▶ [Task directions]: All lines from the opening of the data to the line containing "pub trait SessionStore: Send" must be returned unchanged, and only those lines.

-- -- --

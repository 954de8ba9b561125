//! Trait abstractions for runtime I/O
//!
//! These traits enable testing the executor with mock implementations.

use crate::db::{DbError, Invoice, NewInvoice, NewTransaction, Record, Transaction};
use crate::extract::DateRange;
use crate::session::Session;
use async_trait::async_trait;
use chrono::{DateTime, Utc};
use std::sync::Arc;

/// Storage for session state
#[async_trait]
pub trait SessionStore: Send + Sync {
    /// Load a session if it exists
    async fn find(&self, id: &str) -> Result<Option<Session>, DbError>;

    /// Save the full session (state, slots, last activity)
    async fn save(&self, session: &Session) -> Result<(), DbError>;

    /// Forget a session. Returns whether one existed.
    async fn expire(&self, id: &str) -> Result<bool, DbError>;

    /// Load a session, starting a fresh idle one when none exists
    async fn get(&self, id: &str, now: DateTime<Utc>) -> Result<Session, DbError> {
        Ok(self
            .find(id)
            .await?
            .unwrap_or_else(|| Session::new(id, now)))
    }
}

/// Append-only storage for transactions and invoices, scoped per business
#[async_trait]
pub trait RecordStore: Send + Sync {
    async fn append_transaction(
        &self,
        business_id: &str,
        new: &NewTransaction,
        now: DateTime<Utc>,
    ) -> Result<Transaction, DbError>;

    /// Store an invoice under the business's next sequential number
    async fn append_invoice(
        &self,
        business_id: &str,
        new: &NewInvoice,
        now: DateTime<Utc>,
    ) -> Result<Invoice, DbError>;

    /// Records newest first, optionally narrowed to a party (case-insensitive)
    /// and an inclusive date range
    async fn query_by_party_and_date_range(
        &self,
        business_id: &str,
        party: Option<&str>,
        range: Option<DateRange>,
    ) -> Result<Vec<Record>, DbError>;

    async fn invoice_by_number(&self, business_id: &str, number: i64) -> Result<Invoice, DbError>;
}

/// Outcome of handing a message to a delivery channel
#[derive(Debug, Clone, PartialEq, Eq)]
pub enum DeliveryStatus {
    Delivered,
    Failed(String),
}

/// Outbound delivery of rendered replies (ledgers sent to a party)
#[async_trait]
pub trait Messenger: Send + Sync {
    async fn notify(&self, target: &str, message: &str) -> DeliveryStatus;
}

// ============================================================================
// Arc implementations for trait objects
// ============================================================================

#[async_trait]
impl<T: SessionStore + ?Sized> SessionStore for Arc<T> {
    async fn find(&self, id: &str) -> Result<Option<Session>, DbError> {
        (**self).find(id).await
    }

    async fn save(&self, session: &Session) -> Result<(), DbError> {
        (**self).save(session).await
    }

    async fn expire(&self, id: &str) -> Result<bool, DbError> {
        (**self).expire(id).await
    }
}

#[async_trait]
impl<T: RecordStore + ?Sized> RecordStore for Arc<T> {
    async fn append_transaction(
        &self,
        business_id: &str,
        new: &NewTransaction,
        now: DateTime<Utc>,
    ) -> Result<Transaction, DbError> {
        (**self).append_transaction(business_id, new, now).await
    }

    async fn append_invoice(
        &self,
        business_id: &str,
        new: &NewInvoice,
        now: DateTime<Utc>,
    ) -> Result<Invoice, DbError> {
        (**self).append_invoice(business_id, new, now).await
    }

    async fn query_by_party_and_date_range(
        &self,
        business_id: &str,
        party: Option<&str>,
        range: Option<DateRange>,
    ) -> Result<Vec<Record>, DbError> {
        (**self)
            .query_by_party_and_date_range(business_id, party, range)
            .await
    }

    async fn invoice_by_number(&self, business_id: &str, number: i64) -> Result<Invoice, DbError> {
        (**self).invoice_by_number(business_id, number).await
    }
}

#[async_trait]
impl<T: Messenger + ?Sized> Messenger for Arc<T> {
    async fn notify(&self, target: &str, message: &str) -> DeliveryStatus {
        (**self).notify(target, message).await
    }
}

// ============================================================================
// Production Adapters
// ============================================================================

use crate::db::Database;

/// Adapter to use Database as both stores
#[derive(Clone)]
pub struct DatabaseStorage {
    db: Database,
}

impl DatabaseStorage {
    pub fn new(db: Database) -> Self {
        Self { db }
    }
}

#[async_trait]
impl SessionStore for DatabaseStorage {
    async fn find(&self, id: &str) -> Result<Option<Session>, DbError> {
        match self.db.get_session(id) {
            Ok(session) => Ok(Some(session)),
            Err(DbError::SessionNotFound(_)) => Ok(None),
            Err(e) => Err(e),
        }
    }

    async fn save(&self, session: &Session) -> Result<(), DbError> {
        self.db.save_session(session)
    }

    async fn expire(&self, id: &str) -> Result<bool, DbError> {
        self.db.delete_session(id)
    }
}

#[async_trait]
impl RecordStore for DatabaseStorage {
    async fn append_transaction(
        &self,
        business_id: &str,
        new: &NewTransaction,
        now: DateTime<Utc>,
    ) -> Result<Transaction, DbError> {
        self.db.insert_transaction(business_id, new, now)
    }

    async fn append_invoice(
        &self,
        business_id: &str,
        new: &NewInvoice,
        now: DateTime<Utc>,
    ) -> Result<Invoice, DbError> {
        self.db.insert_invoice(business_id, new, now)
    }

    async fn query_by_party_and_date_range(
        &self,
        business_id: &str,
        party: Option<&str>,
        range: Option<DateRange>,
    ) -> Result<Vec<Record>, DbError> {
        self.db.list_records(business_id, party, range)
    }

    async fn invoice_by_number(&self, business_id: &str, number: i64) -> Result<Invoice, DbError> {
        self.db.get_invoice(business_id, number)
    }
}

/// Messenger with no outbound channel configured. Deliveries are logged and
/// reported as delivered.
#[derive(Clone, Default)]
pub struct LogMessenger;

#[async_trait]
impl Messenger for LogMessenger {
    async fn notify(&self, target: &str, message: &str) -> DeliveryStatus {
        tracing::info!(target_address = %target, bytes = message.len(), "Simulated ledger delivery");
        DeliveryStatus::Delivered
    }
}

-- -- --

▶ [Response to this task]:
repository 954de8ba9b561125
//! Trait abstractions for runtime I/O
//!
//! These traits enable testing the executor with mock implementations.

use crate::db::{DbError, Invoice, NewInvoice, NewTransaction, Record, Transaction};
use crate::extract::DateRange;
use crate::session::Session;
use async_trait::async_trait;
use chrono::{DateTime, Utc};
use std::sync::Arc;

/// Storage for session state
#[async_trait]
pub trait SessionStore: Send + Sync {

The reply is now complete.